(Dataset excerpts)
impl Storage for SqliteStorage {
    // ===== Sources =====

    fn create_source(&mut self, home_url: &str, source_type: SourceType) -> StorageResult<i64> {
        self.conn.execute(
            "INSERT OR IGNORE INTO sources (home_url, source_type, active, created_at)
             VALUES (?1, ?2, 1, ?3)",
            params![home_url, source_type.to_db_string(), now_timestamp()],
        )?;

        let id = self.conn.query_row(
            "SELECT id FROM sources WHERE home_url = ?1",
            params![home_url],
            |row| row.get(0),
        )?;
        Ok(id)
    }

    fn get_source(&self, source_id: i64) -> StorageResult<SourceRecord> {
        self.conn
            .query_row(
                &format!("SELECT {} FROM sources WHERE id = ?1", SOURCE_COLUMNS),
                params![source_id],
                source_from_row,
            )
            .optional()?
            .ok_or(StorageError::SourceNotFound(source_id))
    }

    fn list_sources(&self) -> StorageResult<Vec<SourceRecord>> {
        self.query_sources(&format!("SELECT {} FROM sources ORDER BY id", SOURCE_COLUMNS))
    }

    fn list_active_sources(&self) -> StorageResult<Vec<SourceRecord>> {
        self.query_sources(&format!(
            "SELECT {} FROM sources WHERE active = 1 ORDER BY id",
            SOURCE_COLUMNS
        ))
    }

    fn set_source_active(&mut self, source_id: i64, active: bool) -> StorageResult<()> {
        let changed = self.conn.execute(
            "UPDATE sources SET active = ?1 WHERE id = ?2",
            params![active, source_id],
        )?;
        self.require_source(source_id, changed)
    }

    fn delete_source(&mut self, source_id: i64) -> StorageResult<()> {
        let changed = self
            .conn
            .execute("DELETE FROM sources WHERE id = ?1", params![source_id])?;
        self.require_source(source_id, changed)
    }

    fn record_discovery(
        &mut self,
        source_id: i64,
        rules: &RobotsRules,
        feed_url: Option<&str>,
        source_type: SourceType,
    ) -> StorageResult<()> {
        let rules_json = serde_json::to_string(rules)?;
        let changed = self.conn.execute(
            "UPDATE sources SET robots_rules = ?1, discovered_feed_url = ?2, source_type = ?3,
             last_checked_at = ?4 WHERE id = ?5",
            params![
                rules_json,
                feed_url,
                source_type.to_db_string(),
                now_timestamp(),
                source_id
            ],
        )?;
        self.require_source(source_id, changed)
    }

    fn mark_crawl_started(&mut self, source_id: i64) -> StorageResult<()> {
        let changed = self.conn.execute(
            "UPDATE sources SET last_crawl_started_at = ?1 WHERE id = ?2",
            params![now_timestamp(), source_id],
        )?;
        self.require_source(source_id, changed)
    }

    fn mark_crawl_completed(&mut self, source_id: i64) -> StorageResult<()> {
        let changed = self.conn.execute(
            "UPDATE sources SET last_crawl_completed_at = ?1 WHERE id = ?2",
            params![now_timestamp(), source_id],
        )?;
        self.require_source(source_id, changed)
    }

    // ===== Sitemaps =====

    fn upsert_sitemap(
        &mut self,
        source_id: i64,
        sitemap_url: &str,
        sitemap_type: SitemapType,
    ) -> StorageResult<()> {
        self.conn.execute(
            "INSERT OR IGNORE INTO discovered_sitemaps
             (source_id, sitemap_url, sitemap_type, status, discovered_at)
             VALUES (?1, ?2, ?3, ?4, ?5)",
            params![
                source_id,
                sitemap_url,
                sitemap_type.to_db_string(),
                SitemapStatus::Pending.to_db_string(),
                now_timestamp()
            ],
        )?;
        Ok(())
    }

    fn get_sitemaps(&self, source_id: i64) -> StorageResult<Vec<SitemapRecord>> {
        self.query_sitemaps(
            &format!(
                "SELECT {} FROM discovered_sitemaps WHERE source_id = ?1 ORDER BY id",
                SITEMAP_COLUMNS
            ),
            source_id,
        )
    }

    fn get_pending_sitemaps(&self, source_id: i64) -> StorageResult<Vec<SitemapRecord>> {
        self.query_sitemaps(
            &format!(
                "SELECT {} FROM discovered_sitemaps WHERE source_id = ?1 AND status = '{}' ORDER BY id",
                SITEMAP_COLUMNS,
                SitemapStatus::Pending.to_db_string()
            ),
            source_id,
        )
    }

    fn mark_sitemap_fetched(&mut self, sitemap_id: i64, url_count: u32) -> StorageResult<()> {
        self.conn.execute(
            "UPDATE discovered_sitemaps SET status = ?1, url_count = ?2, error_message = NULL,
             last_fetched_at = ?3 WHERE id = ?4",
            params![
                SitemapStatus::Fetched.to_db_string(),
                url_count,
                now_timestamp(),
                sitemap_id
            ],
        )?;
        Ok(())
    }

    fn mark_sitemap_failed(&mut self, sitemap_id: i64, message: &str) -> StorageResult<()> {
        self.conn.execute(
            "UPDATE discovered_sitemaps SET status = ?1, error_message = ?2, last_fetched_at = ?3
             WHERE id = ?4",
            params![
                SitemapStatus::Failed.to_db_string(),
                message,
                now_timestamp(),
                sitemap_id
            ],
        )?;
        Ok(())
    }

    fn reset_sitemaps(&mut self, source_id: i64) -> StorageResult<u64> {
        let changed = self.conn.execute(
            "UPDATE discovered_sitemaps SET status = ?1, url_count = NULL, error_message = NULL
             WHERE source_id = ?2",
            params![SitemapStatus::Pending.to_db_string(), source_id],
        )?;
        Ok(changed as u64)
    }

    fn clear_sitemaps(&mut self, source_id: i64) -> StorageResult<u64> {
        let removed = self.conn.execute(
            "DELETE FROM discovered_sitemaps WHERE source_id = ?1",
            params![source_id],
        )?;
        Ok(removed as u64)
    }

    // ===== Crawl Queue =====

    fn enqueue_url(&mut self, source_id: i64, url: &str, depth: u32) -> StorageResult<bool> {
        let inserted = self.conn.execute(
            "INSERT OR IGNORE INTO crawl_queue (source_id, url, depth, status, discovered_at)
             VALUES (?1, ?2, ?3, ?4, ?5)",
            params![
                source_id,
                url,
                depth,
                EntryStatus::Pending.to_db_string(),
                now_timestamp()
            ],
        )?;
        Ok(inserted > 0)
    }

    fn get_queue_entry(&self, entry_id: i64) -> StorageResult<QueueEntry> {
        self.conn
            .query_row(
                &format!("SELECT {} FROM crawl_queue WHERE id = ?1", QUEUE_COLUMNS),
                params![entry_id],
                entry_from_row,
            )
            .optional()?
            .ok_or(StorageError::EntryNotFound(entry_id))
    }

    fn get_queue_entry_by_url(
        &self,
        source_id: i64,
        url: &str,
    ) -> StorageResult<Option<QueueEntry>> {
        let entry = self
            .conn
            .query_row(
                &format!(
                    "SELECT {} FROM crawl_queue WHERE source_id = ?1 AND url = ?2",
                    QUEUE_COLUMNS
                ),
                params![source_id, url],
                entry_from_row,
            )
            .optional()?;
        Ok(entry)
    }

    fn get_pending_entries(&self, source_id: i64, limit: u32) -> StorageResult<Vec<QueueEntry>> {
        self.query_entries(
            &format!(
                "SELECT {} FROM crawl_queue WHERE source_id = ?1 AND status = '{}' {} LIMIT ?2",
                QUEUE_COLUMNS,
                EntryStatus::Pending.to_db_string(),
                FRONTIER_ORDER
            ),
            source_id,
            i64::from(limit),
        )
    }

    fn list_queue_entries(&self, source_id: i64) -> StorageResult<Vec<QueueEntry>> {
        self.query_entries(
            &format!(
                "SELECT {} FROM crawl_queue WHERE source_id = ?1 {} LIMIT ?2",
                QUEUE_COLUMNS, FRONTIER_ORDER
            ),
            source_id,
            -1,
        )
    }

    fn count_queue_entries(&self, source_id: i64) -> StorageResult<u64> {
        let count: i64 = self.conn.query_row(
            "SELECT COUNT(*) FROM crawl_queue WHERE source_id = ?1",
            params![source_id],
            |row| row.get(0),
        )?;
        Ok(count as u64)
    }

    fn count_entries_by_status(&self, source_id: i64) -> StorageResult<HashMap<EntryStatus, u64>> {
        let mut stmt = self.conn.prepare(
            "SELECT status, COUNT(*) FROM crawl_queue WHERE source_id = ?1 GROUP BY status",
        )?;

        let mut counts = HashMap::new();
        let rows = stmt.query_map(params![source_id], |row| {
            Ok((row.get::<_, String>(0)?, row.get::<_, i64>(1)?))
        })?;

        for row in rows {
            let (status, count) = row?;
            if let Some(status) = EntryStatus::from_db_string(&status) {
                counts.insert(status, count as u64);
            }
        }

        Ok(counts)
    }

    fn claim_entry(&mut self, entry_id: i64) -> StorageResult<()> {
        let changed = self.conn.execute(
            "UPDATE crawl_queue SET status = ?1, fetch_count = fetch_count + 1, last_tried_at = ?2
             WHERE id = ?3 AND status = ?4",
            params![
                EntryStatus::Fetching.to_db_string(),
                now_timestamp(),
                entry_id,
                EntryStatus::Pending.to_db_string()
            ],
        )?;

        if changed == 0 {
            // Distinguish a missing row from one that moved on
            self.get_queue_entry(entry_id)?;
            return Err(StorageError::StaleStatus {
                id: entry_id,
                expected: EntryStatus::Pending,
            });
        }
        Ok(())
    }

    fn transition_entry(
        &mut self,
        entry_id: i64,
        from: EntryStatus,
        to: EntryStatus,
        title: Option<&str>,
        error_message: Option<&str>,
    ) -> StorageResult<()> {
        if !from.can_transition_to(to) {
            return Err(StorageError::InvalidTransition { from, to });
        }

        let changed = self.conn.execute(
            "UPDATE crawl_queue SET status = ?1, title = COALESCE(?2, title), error_message = ?3
             WHERE id = ?4 AND status = ?5",
            params![
                to.to_db_string(),
                title,
                error_message,
                entry_id,
                from.to_db_string()
            ],
        )?;

        if changed == 0 {
            self.get_queue_entry(entry_id)?;
            return Err(StorageError::StaleStatus {
                id: entry_id,
                expected: from,
            });
        }
        Ok(())
    }

    fn clear_queue(&mut self, source_id: i64) -> StorageResult<u64> {
        let removed = self
            .conn
            .execute("DELETE FROM crawl_queue WHERE source_id = ?1", params![source_id])?;
        Ok(removed as u64)
    }

    // ===== Articles =====

    fn insert_article(&mut self, article: &NewArticle) -> StorageResult<Option<i64>> {
        let inserted = self.conn.execute(
            "INSERT OR IGNORE INTO articles
             (source_id, external_id, url, title, raw_summary, raw_content, published_at,
              author, confidence, status, crawl_queue_entry_id, created_at)
             VALUES (?1, ?2, ?3, ?4, ?5, ?6, ?7, ?8, ?9, 'NEW', ?10, ?11)",
            params![
                article.source_id,
                article.url,
                article.url,
                article.title,
                article.raw_summary,
                article.raw_content,
                article.published_at,
                article.author,
                article.confidence,
                article.crawl_queue_entry_id,
                now_timestamp()
            ],
        )?;

        if inserted == 0 {
            return Ok(None);
        }
        Ok(Some(self.conn.last_insert_rowid()))
    }

    fn get_article_by_url(
        &self,
        source_id: i64,
        url: &str,
    ) -> StorageResult<Option<ArticleRecord>> {
        let article = self
            .conn
            .query_row(
                &format!(
                    "SELECT {} FROM articles WHERE source_id = ?1 AND external_id = ?2",
                    ARTICLE_COLUMNS
                ),
                params![source_id, url],
                article_from_row,
            )
            .optional()?;
        Ok(article)
    }

    fn list_articles(&self, source_id: i64) -> StorageResult<Vec<ArticleRecord>> {
        let mut stmt = self.conn.prepare(&format!(
            "SELECT {} FROM articles WHERE source_id = ?1 ORDER BY id",
            ARTICLE_COLUMNS
        ))?;
        let articles = stmt
            .query_map(params![source_id], article_from_row)?
            .collect::<Result<Vec<_>, _>>()?;
        Ok(articles)
    }

    fn count_articles(&self, source_id: i64) -> StorageResult<u64> {
        let count: i64 = self.conn.query_row(
            "SELECT COUNT(*) FROM articles WHERE source_id = ?1",
            params![source_id],
            |row| row.get(0),
        )?;
        Ok(count as u64)
    }

    // ===== Activity Log =====

    fn insert_activity(&mut self, event: &ActivityEvent) -> StorageResult<i64> {
        let metadata = event
            .metadata
            .as_ref()
            .map(serde_json::to_string)
            .transpose()?;

        self.conn.execute(
            "INSERT INTO activity_log (event_type, message, entity_type, entity_id, metadata, created_at)
             VALUES (?1, ?2, ?3, ?4, ?5, ?6)",
            params![
                event.event_type.to_db_string(),
                event.message,
                event.entity_type,
                event.entity_id,
                metadata,
                now_timestamp()
            ],
        )?;
        Ok(self.conn.last_insert_rowid())
    }

    fn recent_activity(&self, limit: u32) -> StorageResult<Vec<ActivityRecord>> {
        let mut stmt = self.conn.prepare(
            "SELECT id, event_type, message, entity_type, entity_id, metadata, created_at
             FROM activity_log ORDER BY id DESC LIMIT ?1",
        )?;
        let records = stmt
            .query_map(params![limit], |row| {
                Ok(ActivityRecord {
                    id: row.get(0)?,
                    event_type: row.get(1)?,
                    message: row.get(2)?,
                    entity_type: row.get(3)?,
                    entity_id: row.get(4)?,
                    metadata: row.get(5)?,
                    created_at: row.get(6)?,
                })
            })?
            .collect::<Result<Vec<_>, _>>()?;
        Ok(records)
    }
}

What you are asked to do -
Set down exactly the lines from the one that contains "Ok(self.conn.last_insert_rowid())" to the final line above, both included, and nothing more.

Response to the task -
        Ok(self.conn.last_insert_rowid())
    }

    fn recent_activity(&self, limit: u32) -> StorageResult<Vec<ActivityRecord>> {
        let mut stmt = self.conn.prepare(
            "SELECT id, event_type, message, entity_type, entity_id, metadata, created_at
             FROM activity_log ORDER BY id DESC LIMIT ?1",
        )?;
        let records = stmt
            .query_map(params![limit], |row| {
                Ok(ActivityRecord {
                    id: row.get(0)?,
                    event_type: row.get(1)?,
                    message: row.get(2)?,
                    entity_type: row.get(3)?,
                    entity_id: row.get(4)?,
                    metadata: row.get(5)?,
                    created_at: row.get(6)?,
                })
            })?
            .collect::<Result<Vec<_>, _>>()?;
        Ok(records)
    }
}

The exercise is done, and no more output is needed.